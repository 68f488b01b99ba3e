use crate::commands::CommandEntry;
use crate::document::layer::{DEFAULT_LINETYPE, color_index, is_valid_layer_name};
use crate::document::{Document, Layer};
use crate::error::command::CommandError;

use models::{ParamValue, Params};
use serde_json::{Value, json};

pub(super) fn entries() -> Vec<CommandEntry> {
    vec![
        CommandEntry::shared("layer-list", "Every layer with its properties", false, layer_list),
        CommandEntry::shared(
            "layer-create",
            "Create layer name with optional color (index or name) and linetype",
            true,
            layer_create,
        ),
        CommandEntry::shared(
            "layer-set-current",
            "Make layer name current",
            true,
            layer_set_current,
        ),
        CommandEntry::shared(
            "layer-set-properties",
            "Change color, linetype or lineweight of layer name",
            true,
            layer_set_properties,
        ),
        CommandEntry::shared("layer-freeze", "Freeze layer name", true, layer_freeze),
        CommandEntry::shared("layer-thaw", "Thaw layer name", true, layer_thaw),
        CommandEntry::shared("layer-lock", "Lock layer name", true, layer_lock),
        CommandEntry::shared("layer-unlock", "Unlock layer name", true, layer_unlock),
    ]
}

/// Color given as an ACI index (1-255) or as a color name.
fn optional_color(params: &Params) -> Result<Option<i64>, CommandError> {
    match params.get("color") {
        None => Ok(None),
        Some(ParamValue::Text(name)) => Ok(Some(color_index(name))),
        Some(ParamValue::Int(index)) if (1..=255).contains(index) => Ok(Some(*index)),
        Some(ParamValue::Int(index)) => Err(CommandError::handler(format!(
            "color index must be between 1 and 255, got {index}"
        ))),
        Some(other) => Err(CommandError::handler(format!(
            "parameter 'color' must be an index or a color name, got {}",
            other.type_name()
        ))),
    }
}

fn existing<'a>(document: &'a mut Document, name: &str) -> Result<&'a mut Layer, CommandError> {
    document
        .layer_mut(name)
        .ok_or_else(|| CommandError::handler(format!("layer '{name}' does not exist")))
}

fn layer_list(document: &mut Document, _params: &Params) -> Result<Value, CommandError> {
    Ok(json!({ "layers": document.layers() }))
}

fn layer_create(document: &mut Document, params: &Params) -> Result<Value, CommandError> {
    let name = params.require_str("name")?;
    if !is_valid_layer_name(name) {
        return Err(CommandError::handler(format!("invalid layer name {name:?}")));
    }

    if document.layer(name).is_some() {
        return Ok(json!({ "name": name, "existed": true }));
    }

    let layer = Layer::new(name)
        .with_color(optional_color(params)?.unwrap_or(color_index("white")))
        .with_linetype(params.optional_str("linetype")?.unwrap_or(DEFAULT_LINETYPE));
    let color = layer.color;

    document.add_layer(layer);
    Ok(json!({ "name": name, "color": color }))
}

fn layer_set_current(document: &mut Document, params: &Params) -> Result<Value, CommandError> {
    let name = params.require_str("name")?;

    if document.layer(name).is_some_and(|layer| layer.frozen) {
        return Err(CommandError::handler(format!(
            "layer '{name}' is frozen and cannot be made current"
        )));
    }

    if !document.set_current_layer(name) {
        return Err(CommandError::handler(format!("layer '{name}' does not exist")));
    }

    Ok(json!({ "current_layer": name }))
}

fn layer_set_properties(document: &mut Document, params: &Params) -> Result<Value, CommandError> {
    let name = params.require_str("name")?;
    let color = optional_color(params)?;
    let linetype = params.optional_str("linetype")?;
    let lineweight = params.optional_i64("lineweight")?;

    let layer = existing(document, name)?;
    if let Some(color) = color {
        layer.color = color;
    }
    if let Some(linetype) = linetype {
        layer.linetype = linetype.to_string();
    }
    if let Some(lineweight) = lineweight {
        layer.lineweight = lineweight;
    }

    Ok(json!({
        "name": layer.name,
        "color": layer.color,
        "linetype": layer.linetype,
        "lineweight": layer.lineweight,
    }))
}

fn layer_freeze(document: &mut Document, params: &Params) -> Result<Value, CommandError> {
    let name = params.require_str("name")?;
    if document.current_layer() == name {
        return Err(CommandError::handler(format!(
            "cannot freeze the current layer '{name}'"
        )));
    }

    existing(document, name)?.frozen = true;
    Ok(json!({ "name": name, "frozen": true }))
}

fn layer_thaw(document: &mut Document, params: &Params) -> Result<Value, CommandError> {
    let name = params.require_str("name")?;
    existing(document, name)?.frozen = false;
    Ok(json!({ "name": name, "frozen": false }))
}

fn layer_lock(document: &mut Document, params: &Params) -> Result<Value, CommandError> {
    let name = params.require_str("name")?;
    existing(document, name)?.locked = true;
    Ok(json!({ "name": name, "locked": true }))
}

fn layer_unlock(document: &mut Document, params: &Params) -> Result<Value, CommandError> {
    let name = params.require_str("name")?;
    existing(document, name)?.locked = false;
    Ok(json!({ "name": name, "locked": false }))
}
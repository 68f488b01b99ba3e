//! Command-line parameter parsing.
//!
//! `--param key=value` infers the value type: `true`/`false`, integers,
//! finite floats and JSON lists or objects are typed, anything else is text.
//! Wrapping a value in double quotes forces text.

use crate::error::CadbridgeError;

use common::ErrorLocation;

use std::panic::Location;

use models::{ParamValue, Params};

/// Parse one `key=value` argument.
#[track_caller]
pub fn parse_param(argument: &str) -> Result<(String, ParamValue), CadbridgeError> {
    let Some((key, raw)) = argument.split_once('=') else {
        return Err(CadbridgeError::Params {
            message: format!("expected KEY=VALUE, got {argument:?}"),
            location: ErrorLocation::from(Location::caller()),
        });
    };

    let key = key.trim();
    if key.is_empty() || key.contains(char::is_whitespace) {
        return Err(CadbridgeError::Params {
            message: format!("invalid parameter name {key:?}"),
            location: ErrorLocation::from(Location::caller()),
        });
    }

    Ok((key.to_string(), parse_value(raw)))
}

pub fn parse_value(raw: &str) -> ParamValue {
    let trimmed = raw.trim();

    if let Some(text) = trimmed
        .strip_prefix('"')
        .and_then(|rest| rest.strip_suffix('"'))
    {
        return ParamValue::Text(text.to_string());
    }

    match trimmed {
        "true" => return ParamValue::Bool(true),
        "false" => return ParamValue::Bool(false),
        _ => {}
    }

    if let Ok(integer) = trimmed.parse::<i64>() {
        return ParamValue::Int(integer);
    }

    if let Ok(float) = trimmed.parse::<f64>()
        && float.is_finite()
    {
        return ParamValue::Float(float);
    }

    if (trimmed.starts_with('[') || trimmed.starts_with('{'))
        && let Ok(value) = serde_json::from_str::<ParamValue>(trimmed)
    {
        return value;
    }

    ParamValue::Text(raw.to_string())
}

/// Merge `--params-json` (applied first) with individual `--param` arguments.
#[track_caller]
pub fn build_params(arguments: &[String], json: Option<&str>) -> Result<Params, CadbridgeError> {
    let mut params = match json {
        Some(json) => serde_json::from_str::<Params>(json).map_err(|e| CadbridgeError::Params {
            message: format!("--params-json must be an object of parameters: {e}"),
            location: ErrorLocation::from(Location::caller()),
        })?,
        None => Params::new(),
    };

    for argument in arguments {
        let (key, value) = parse_param(argument)?;
        params.insert(key, value);
    }

    Ok(params)
}
use std::fmt::{Display, Formatter, Result as FormatResult};

use serde::{Deserialize, Serialize};

/// Which engine answered a command.
#[derive(Debug, Clone, Copy, PartialEq, Eq, Hash, Serialize, Deserialize)]
#[serde(rename_all = "lowercase")]
pub enum BackendKind {
    /// A running host application reached through the file channel.
    Live,
    /// The in-process document engine.
    Headless,
}

impl BackendKind {
    pub fn as_str(&self) -> &'static str {
        match self {
            BackendKind::Live => "live",
            BackendKind::Headless => "headless",
        }
    }
}

impl Display for BackendKind {
    fn fmt(&self, formatter: &mut Formatter<'_>) -> FormatResult {
        formatter.write_str(self.as_str())
    }
}
mod channel;
mod dispatcher;
mod helpers;
mod parity;
mod selector;
use common::ErrorLocation;

use std::path::PathBuf;

use thiserror::Error;

#[derive(Debug, Error)]
pub enum ConfigError {
    #[error("Config Read Error: {path}: {source} {location}")]
    ReadError {
        location: ErrorLocation,
        path: PathBuf,
        #[source]
        source: std::io::Error,
    },

    #[error("Config Parse Error: {path}: {reason} {location}")]
    ParseError {
        location: ErrorLocation,
        path: PathBuf,
        reason: String,
    },

    #[error("Config Write Error: {path}: {source} {location}")]
    WriteError {
        location: ErrorLocation,
        path: PathBuf,
        #[source]
        source: std::io::Error,
    },

    #[error("Config Serialization Error: {reason} {location}")]
    SerializeError {
        location: ErrorLocation,
        reason: String,
    },

    #[error("Config Validation Error: {reason} {location}")]
    ValidationError {
        location: ErrorLocation,
        reason: String,
    },
}
use crate::app::{
    SNAPSHOT_COMMAND, build_selector, describe_commands, exec, sweep, with_call_timeout,
};
use crate::error::CadbridgeError;

use bridge_core::commands::{CommandTable, EXECUTE_SCRIPT};
use bridge_core::config::{BackendMode, BridgeConfig};

use std::sync::Arc;
use std::time::Duration;

use models::{ErrorKind, Params};
use tempfile::TempDir;

fn headless_config() -> BridgeConfig {
    BridgeConfig {
        backend: BackendMode::Headless,
        ..BridgeConfig::default()
    }
}

/// **VALUE**: Verifies the success envelope of `cadbridge exec`.
///
/// **WHY THIS MATTERS**: Callers read `ok`, `backend` and `payload` from stdout;
/// the backend name tells them whether the host or the fallback did the work.
///
/// **BUG THIS CATCHES**: Would catch the backend being reported before selection
/// happened, which leaves it null.
#[tokio::test]
async fn given_headless_mode_when_exec_then_envelope_names_backend() {
    // GIVEN: A headless selector
    let table = Arc::new(CommandTable::builtin(false));
    let selector = build_selector(&headless_config(), table).unwrap();
    let params = Params::new()
        .with("cx", 0.0)
        .with("cy", 0.0)
        .with("radius", 2.5);

    // WHEN: Creating a circle without capture
    let envelope = exec(&selector, "create-circle", &params, false)
        .await
        .unwrap();

    // THEN: Envelope carries the payload and no snapshot
    assert_eq!(envelope["ok"], true);
    assert_eq!(envelope["command"], "create-circle");
    assert_eq!(envelope["backend"], "headless");
    assert_eq!(envelope["payload"]["entity_type"], "CIRCLE");
    assert!(envelope.get("snapshot").is_none());
}

/// **VALUE**: Verifies that `--capture` attaches a drawing summary.
///
/// **BUG THIS CATCHES**: Would catch the snapshot being taken on a fresh backend
/// instead of the one that just ran the command.
#[tokio::test]
async fn given_capture_when_exec_then_snapshot_sees_new_entity() {
    // GIVEN: A headless selector
    let table = Arc::new(CommandTable::builtin(false));
    let selector = build_selector(&headless_config(), table).unwrap();
    let params = Params::new()
        .with("x1", 0.0)
        .with("y1", 0.0)
        .with("x2", 1.0)
        .with("y2", 1.0);

    // WHEN: Creating a line with capture
    let envelope = exec(&selector, "create-line", &params, true).await.unwrap();

    // THEN: Snapshot from the same drawing
    assert_eq!(SNAPSHOT_COMMAND, "drawing-info");
    assert_eq!(envelope["snapshot"]["entity_count"], 1);
}

/// **VALUE**: Verifies that whitelist failures reach the caller as typed errors.
///
/// **BUG THIS CATCHES**: Would catch the selector silently falling back to some
/// other command or returning an empty payload.
#[tokio::test]
async fn given_unknown_command_when_exec_then_unknown_command_kind() {
    let table = Arc::new(CommandTable::builtin(false));
    let selector = build_selector(&headless_config(), table).unwrap();

    let result = exec(&selector, "format-disk", &Params::new(), false).await;

    match result {
        Err(err @ CadbridgeError::Core { .. }) => {
            assert_eq!(err.kind(), Some(ErrorKind::UnknownCommand))
        }
        other => panic!("Expected Core error, got {other:?}"),
    }
}

/// **VALUE**: Verifies the command listing, including the script opt-in.
///
/// **WHY THIS MATTERS**: `cadbridge commands` is how users discover the whitelist;
/// it must match what `exec` will accept.
///
/// **BUG THIS CATCHES**: Would catch `execute-script` being listed when scripts are
/// disabled.
#[test]
fn given_tables_when_described_then_listing_matches_whitelist() {
    // GIVEN: Tables with and without scripts
    let plain = CommandTable::builtin(false);
    let scripted = CommandTable::builtin(true);

    // WHEN: Describing both
    let plain_listing = describe_commands(&plain);
    let scripted_listing = describe_commands(&scripted);

    // THEN: Counts match the tables and only the opt-in lists the script command
    assert_eq!(plain_listing["count"], plain.len());
    assert_eq!(scripted_listing["count"], plain.len() + 1);
    let names: Vec<&str> = scripted_listing["commands"]
        .as_array()
        .unwrap()
        .iter()
        .filter_map(|command| command["name"].as_str())
        .collect();
    assert!(names.contains(&EXECUTE_SCRIPT));
    assert!(
        plain_listing["commands"]
            .as_array()
            .unwrap()
            .iter()
            .all(|command| command["name"] != EXECUTE_SCRIPT)
    );
}

/// **VALUE**: Verifies that `--timeout` replaces the configured call timeout.
#[test]
fn given_timeout_override_when_applied_then_call_timeout_changes() {
    let config = with_call_timeout(BridgeConfig::default(), Some(Duration::from_secs(5)));
    assert_eq!(config.call_timeout(), Duration::from_secs(5));

    let untouched = with_call_timeout(BridgeConfig::default(), None);
    assert_eq!(untouched, BridgeConfig::default());
}

/// **VALUE**: Verifies that sweeping a directory that was never created is a no-op.
///
/// **BUG THIS CATCHES**: Would catch `cadbridge sweep` failing on a fresh machine.
#[test]
fn given_missing_directory_when_swept_then_nothing_removed() {
    // GIVEN: A shared directory path that does not exist
    let temp_dir = TempDir::new().unwrap();
    let mut config = BridgeConfig::default();
    config.ipc.dir = Some(temp_dir.path().join("never-created"));

    // WHEN: Sweeping
    let report = sweep(&config).unwrap();

    // THEN: Nothing removed, directory not created
    assert_eq!(report["removed"], 0);
    assert!(!temp_dir.path().join("never-created").exists());
}

/// **VALUE**: Verifies headless mode never touches the host console.
///
/// **WHY THIS MATTERS**: The console path usually points into the host's own
/// working files. A headless run must not create or lock it.
///
/// **BUG THIS CATCHES**: Would catch the keystroke sink being opened before the
/// backend mode is known to need it.
#[test]
fn given_headless_mode_with_console_when_building_selector_then_console_not_created() {
    // GIVEN: Headless mode with a console path that does not exist yet
    let temp_dir = TempDir::new().unwrap();
    let console = temp_dir.path().join("console.txt");
    let mut config = headless_config();
    config.host.console_path = Some(console.clone());

    // WHEN: Building the selector, then again in auto mode
    build_selector(&config, Arc::new(CommandTable::builtin(false))).unwrap();
    let untouched = console.exists();
    config.backend = BackendMode::Auto;
    build_selector(&config, Arc::new(CommandTable::builtin(false))).unwrap();

    // THEN: Only the mode that may trigger the host opens the console
    assert!(!untouched);
    assert!(console.exists());
}
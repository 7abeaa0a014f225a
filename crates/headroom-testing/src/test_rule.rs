use crate::hosts::{ManualHost, TestClassList, TestScroller};
use headroom_core::{
    Capabilities, ClassList, HeaderState, HeadroomOptions, ScrollHeader, INIT_DELAY,
};
use std::rc::Rc;

pub type TestScrollHeader = ScrollHeader<TestScroller, Rc<TestClassList>, ManualHost>;

/// A [`ScrollHeader`] wired to in-memory hosts, with helpers for stepping the
/// event loop.
pub struct HeadroomTestRule {
    scroller: Rc<TestScroller>,
    target: Rc<TestClassList>,
    host: Rc<ManualHost>,
    header: TestScrollHeader,
}

impl HeadroomTestRule {
    pub fn new(options: HeadroomOptions) -> Self {
        Self::with_scroller(TestScroller::default(), options, Capabilities::all())
    }

    pub fn with_scroller(
        scroller: TestScroller,
        options: HeadroomOptions,
        capabilities: Capabilities,
    ) -> Self {
        let scroller = Rc::new(scroller);
        let target = Rc::new(TestClassList::new());
        let host = Rc::new(ManualHost::new());
        let header = ScrollHeader::new(
            Rc::clone(&target),
            Rc::clone(&scroller),
            Rc::clone(&host),
            options,
            capabilities,
        );
        Self {
            scroller,
            target,
            host,
            header,
        }
    }

    /// Runs `init`, lets the attach delay elapse and delivers the first frame.
    pub fn init_and_attach(&mut self) {
        self.header.init();
        self.host.advance(INIT_DELAY);
        self.await_idle();
    }

    /// Scrolls and delivers the resulting frame.
    pub fn scroll_to(&mut self, offset: i32) {
        self.scroller.scroll_to(offset);
        self.await_idle();
    }

    /// Delivers frames until none are pending.
    pub fn await_idle(&mut self) {
        let mut i = 0;
        while self.host.pending_frames() > 0 {
            self.host.run_frame();
            i += 1;
            if i > 100 {
                panic!("Frames failed to settle after 100 rounds");
            }
        }
    }

    pub fn header(&self) -> &TestScrollHeader {
        &self.header
    }

    pub fn scroller(&self) -> &TestScroller {
        &self.scroller
    }

    pub fn target(&self) -> &TestClassList {
        &self.target
    }

    pub fn host(&self) -> &ManualHost {
        &self.host
    }

    pub fn state(&self) -> HeaderState {
        self.header.state()
    }

    pub fn assert_has_class(&self, class: &str) {
        assert!(
            self.target.contains(class),
            "expected class {:?}, target has {:?}",
            class,
            self.target.classes()
        );
    }

    pub fn assert_lacks_class(&self, class: &str) {
        assert!(
            !self.target.contains(class),
            "unexpected class {:?}, target has {:?}",
            class,
            self.target.classes()
        );
    }
}

impl Default for HeadroomTestRule {
    fn default() -> Self {
        Self::new(HeadroomOptions::default())
    }
}
use crate::capabilities::animation_frame_function;
use crate::error::WebPlatformError;
use headroom_core::FrameHost;
use js_sys::Function;
use wasm_bindgen::prelude::*;
use wasm_bindgen::JsCast;
use web_sys::Window;
use web_time::Duration;

/// [`FrameHost`] backed by the browser event loop.
pub struct WindowHost {
    window: Window,
    /// `requestAnimationFrame` or a vendor-prefixed variant.
    frame_fn: Option<Function>,
}

impl WindowHost {
    pub fn new() -> Result<Self, WebPlatformError> {
        let window = web_sys::window().ok_or(WebPlatformError::NoWindow)?;
        let frame_fn = animation_frame_function(&window);
        Ok(Self { window, frame_fn })
    }

    fn schedule_frame(&self, callback: Box<dyn FnOnce()>) -> Result<(), WebPlatformError> {
        let frame_fn = self
            .frame_fn
            .as_ref()
            .ok_or_else(|| WebPlatformError::Js("requestAnimationFrame is unavailable".into()))?;
        let closure = Closure::once_into_js(move || callback());
        frame_fn.call1(&self.window, &closure)?;
        Ok(())
    }

    fn schedule_timeout(
        &self,
        delay: Duration,
        callback: Box<dyn FnOnce()>,
    ) -> Result<(), WebPlatformError> {
        let closure = Closure::once_into_js(move || callback());
        let millis = i32::try_from(delay.as_millis()).unwrap_or(i32::MAX);
        self.window.set_timeout_with_callback_and_timeout_and_arguments_0(
            closure.unchecked_ref(),
            millis,
        )?;
        Ok(())
    }
}

impl FrameHost for WindowHost {
    fn request_animation_frame(&self, callback: Box<dyn FnOnce()>) -> bool {
        match self.schedule_frame(callback) {
            Ok(()) => true,
            Err(err) => {
                log::warn!("headroom: frame request failed: {}", err);
                false
            }
        }
    }

    fn set_timeout(&self, delay: Duration, callback: Box<dyn FnOnce()>) {
        if let Err(err) = self.schedule_timeout(delay, callback) {
            log::warn!("headroom: timeout failed: {}", err);
        }
    }
}
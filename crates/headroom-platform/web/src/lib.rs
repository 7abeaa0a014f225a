//! Web platform adapter for headroom.
//!
//! Implements the `headroom-core` host traits over `web-sys` and exposes a
//! `Headroom` class to JavaScript.

pub mod bindings;
pub mod capabilities;
pub mod class_list;
pub mod error;
pub mod host;
pub mod options;
pub mod scroller;

pub use class_list::DomClassList;
pub use error::WebPlatformError;
pub use host::WindowHost;
pub use options::options_from_js;
pub use scroller::{DomScroller, ScrollTarget};

use headroom_core::{HeadroomOptions, ScrollHeader};
use std::rc::Rc;
use web_sys::Element;

pub type WebScrollHeader = ScrollHeader<DomScroller, DomClassList, WindowHost>;

/// Builds a widget for `target`. Call `init` on the result to start it.
pub fn mount(
    target: Element,
    scroll_target: ScrollTarget,
    options: HeadroomOptions,
) -> Result<WebScrollHeader, WebPlatformError> {
    let scroller = Rc::new(DomScroller::new(scroll_target)?);
    let host = Rc::new(WindowHost::new()?);
    Ok(ScrollHeader::new(
        DomClassList::new(target),
        scroller,
        host,
        options,
        capabilities::detect(),
    ))
}
//! Scroll-direction-aware header show/hide behavior.
//!
//! The header is *pinned* (shown) while scrolling up or near the top and
//! *unpinned* (hidden) while scrolling down. Top and bottom of the scroller are
//! tracked independently. Every state is mirrored as a CSS class on the target
//! element and reported to optional hooks.
//!
//! The crate has no DOM dependency: hosts implement [`Scroller`],
//! [`ClassList`] and [`FrameHost`].

pub mod capabilities;
pub mod debouncer;
pub mod headroom;
pub mod host;
pub mod options;
pub mod scroll_header;

pub use capabilities::Capabilities;
pub use debouncer::Debouncer;
pub use headroom::{HeaderState, Headroom, PinState, Transition, Transitions};
pub use host::{ClassList, FrameHost, ScrollMetrics, Scroller};
pub use options::{
    Callbacks, ClassNames, HeadroomOptions, Hook, ScrollDirection, Tolerance, DEFAULT_OFFSET,
};
pub use scroll_header::{ScrollHeader, INIT_DELAY};

pub mod prelude {
    pub use crate::{
        Capabilities, ClassList, ClassNames, FrameHost, HeadroomOptions, ScrollHeader,
        ScrollMetrics, Scroller, Tolerance,
    };
}
//! Testing utilities and harness for headroom

pub mod hosts;
pub mod test_rule;

pub use hosts::{ManualHost, TestClassList, TestScroller};
pub use test_rule::*;

/// Routes `log` output through the test harness. Safe to call repeatedly.
pub fn init_logging() {
    let _ = env_logger::builder().is_test(true).try_init();
}

pub mod prelude {
    pub use crate::{init_logging, HeadroomTestRule, ManualHost, TestClassList, TestScroller};
}
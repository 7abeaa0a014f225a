//! JS-facing `Headroom` class.
//!
//! ```js
//! const headroom = new Headroom(document.querySelector("header"), { offset: 80 });
//! headroom.init();
//! ```

use crate::options::{options_from_js, scroll_target_from_js};
use crate::{capabilities, mount, WebScrollHeader};
use wasm_bindgen::prelude::*;
use wasm_bindgen::JsCast;
use web_sys::Element;

#[wasm_bindgen(js_name = Headroom)]
pub struct HeadroomHandle {
    header: WebScrollHeader,
}

#[wasm_bindgen(js_class = Headroom)]
impl HeadroomHandle {
    #[wasm_bindgen(constructor)]
    pub fn new(elem: JsValue, options: JsValue) -> Result<HeadroomHandle, JsValue> {
        let target = elem
            .dyn_into::<Element>()
            .map_err(|_| crate::WebPlatformError::NotAnElement("header".into()))?;
        let header = mount(
            target,
            scroll_target_from_js(&options),
            options_from_js(&options),
        )?;
        Ok(Self { header })
    }

    /// Whether this browser supports the widget at all.
    #[wasm_bindgen(js_name = cutsTheMustard)]
    pub fn cuts_the_mustard() -> bool {
        capabilities::detect().cuts_the_mustard()
    }

    pub fn init(&self) -> bool {
        self.header.init()
    }

    pub fn destroy(&self) {
        self.header.destroy();
    }

    /// Evaluates the current scroll position immediately.
    pub fn update(&self) {
        self.header.update();
    }

    #[wasm_bindgen(getter)]
    pub fn pinned(&self) -> bool {
        self.header.state().is_pinned()
    }

    #[wasm_bindgen(getter)]
    pub fn unpinned(&self) -> bool {
        self.header.state().is_unpinned()
    }

    #[wasm_bindgen(getter)]
    pub fn top(&self) -> bool {
        self.header.state().is_top()
    }

    #[wasm_bindgen(getter)]
    pub fn bottom(&self) -> bool {
        self.header.state().is_bottom()
    }

    #[wasm_bindgen(getter, js_name = lastKnownScrollY)]
    pub fn last_known_scroll_y(&self) -> i32 {
        self.header.last_known_scroll_y()
    }

    #[wasm_bindgen(getter)]
    pub fn attached(&self) -> bool {
        self.header.is_attached()
    }
}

□ □ □ □ □ □ □

What is being asked:
Restate word for word the lines of the data above, starting at the line containing "pub fn parse_value(raw: &str)" and ending at the line containing "if let Ok(integer)", both included, and nothing more.

Reply to the exercise:
pub fn parse_value(raw: &str) -> ParamValue {
    let trimmed = raw.trim();

    if let Some(text) = trimmed
        .strip_prefix('"')
        .and_then(|rest| rest.strip_suffix('"'))
    {
        return ParamValue::Text(text.to_string());
    }

    match trimmed {
        "true" => return ParamValue::Bool(true),
        "false" => return ParamValue::Bool(false),
        _ => {}
    }

    if let Ok(integer) = trimmed.parse::<i64>() {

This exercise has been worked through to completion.